This course should be useful for several types of students.
Those with an interest in designing computer hardware can use this
course as a basis for more advanced study;
those primarily interested in writing high-level computer software can 
use the knowledge of how low-level software and hardware interact
to make better-informed decisions about software design; and those
who just want to understand how a computer works can gain this
understanding.

I assume, in all three cases, that students have
a year or two of programming experience in a high-level language.
By the end of the semester, you should have an understanding of
assembler language (at least that for the MIPS machine
we'll study) and be able to write small programs and subroutines in
assembler language.  You should also understand how both programs and
the data on which they operate are represented inside a computer.

\pagebreak

\section{Textbook}
We'll use the textbook \emph{A Programmer's View of Computer
Architecture},
by Goodman and Miller,
for reading and homework assignments.  
We'll read at least ten chapters of the book by the end of the
semester; this amounts to about 20 pages per week.
\textbf{You are responsible for everything
in the reading assignments, whether or not I discuss it in a lecture.}

\section{Grading}
As I write this (a week before classes start), I envision five homework
assignments, each worth 10\% of the semester grade,
a midterm worth 20\%, and a final exam worth 30\%.
I may change this somewhat as the semester unfolds.

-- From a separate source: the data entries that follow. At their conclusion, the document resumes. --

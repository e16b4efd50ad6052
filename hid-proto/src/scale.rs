//! Value normalization against a logical range.
//!
//! Raw values are clamped into `[logical_min, logical_max]` before being
//! rescaled, so malformed input never produces an out-of-range output.

/// Largest axis output.
pub const AXIS_MAX: i16 = 32767;

/// Smallest axis output. Symmetric with [`AXIS_MAX`] so the range centre maps to 0.
pub const AXIS_MIN: i16 = -32767;

/// Clamp `value` into `[min, max]`.
#[inline]
#[must_use]
pub fn clamp(value: i32, min: i32, max: i32) -> i32 {
    if value < min {
        min
    } else if value > max {
        max
    } else {
        value
    }
}

/// Rescale a raw value to a signed axis in `[AXIS_MIN, AXIS_MAX]`.
///
/// A degenerate range (`min >= max`) yields the neutral value 0.
///
/// ```
/// use hid_proto::scale::axis;
///
/// assert_eq!(axis(0, -127, 127), 0);
/// assert_eq!(axis(255, 0, 255), 32767);
/// assert_eq!(axis(-4000, 0, 255), -32767);
/// ```
#[must_use]
pub fn axis(value: i32, min: i32, max: i32) -> i16 {
    if min >= max {
        return 0;
    }
    let v = i64::from(clamp(value, min, max));
    let (min, max) = (i64::from(min), i64::from(max));
    let scaled = (2 * v - min - max) * i64::from(AXIS_MAX) / (max - min);
    scaled as i16
}

/// Rescale a raw value to `[0, 255]`.
///
/// Used for triggers, pedals and battery levels.
#[must_use]
pub fn unsigned(value: i32, min: i32, max: i32) -> u8 {
    if min >= max {
        return 0;
    }
    let v = i64::from(clamp(value, min, max));
    let (min, max) = (i64::from(min), i64::from(max));
    ((v - min) * 255 / (max - min)) as u8
}

/// Map a hat switch value to one of 8 positions, clockwise from up (0).
///
/// Values outside the logical range are the null state and return `None`.
/// 8-position hats map one to one, 4-position hats onto the cardinal
/// positions, and degree-scaled hats onto 45 degree sectors.
#[must_use]
pub fn hat_position(value: i32, min: i32, max: i32) -> Option<u8> {
    if min > max || value < min || value > max {
        return None;
    }
    let positions = i64::from(max) - i64::from(min) + 1;
    let offset = i64::from(value) - i64::from(min);
    Some((offset * 8 / positions) as u8)
}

% These numeric grades will be converted to letter grades as follows:
% I'll draw a curve showing the distribution of numeric grades, and look
% for naturally-occurring ``clumps''.  For each clump, especially the
% top and bottom ones, I'll examine some exam and
% homework papers to decide what letter grade seems appropriate.  This
% method corrects for excessively hard or excessively easy assignments
% while not penalizing anybody for having genius classmates.

Exams must be taken at the scheduled time, unless arranged in advance
or prevented by a documented medical or family emergency.  If you have
three or more exams scheduled on the same date, or
a religious holiday that conflicts with an exam or assignment due date,
please notify me in writing within the first two
weeks of the semester in order to receive due consideration.
% (and I'd
% prefer it if you let me know earlier --- you should know within the
% first week of class when all your exams are).
Exams not taken without one of
the above excuses will be recorded with a grade of 0.

Homework and programming
assignments will be accepted late, with a penalty of 1/3 per 24 hours
or portion thereof after they're due.  An hour late is 33\% off, 25
hours late is 67\% off, and after 48 hours don't bother turning it in.
It's still a good idea to do as much of it as you can, however,
because I'll assume on the exams that you've done the homework.

Some of the homework assignments will require that you write programs in
assembly language.
Programs are not abstract works of art,
they are supposed to run and solve real problems.  So if I get a program
that doesn't assemble, or a program that has little or nothing to do with
the problem I assigned, I will give it a zero, no matter how much
time you put into it.  Don't bother turning in a program you haven't
tested yourself.

\section{Ethics}
Most of the assignments in this class are to be done individually.  You
may \emph{discuss general approaches} to a problem with classmates, but
you \emph{may not copy} large pieces of programs or homework solutions.
If you do, \emph{all} the students involved will be penalized.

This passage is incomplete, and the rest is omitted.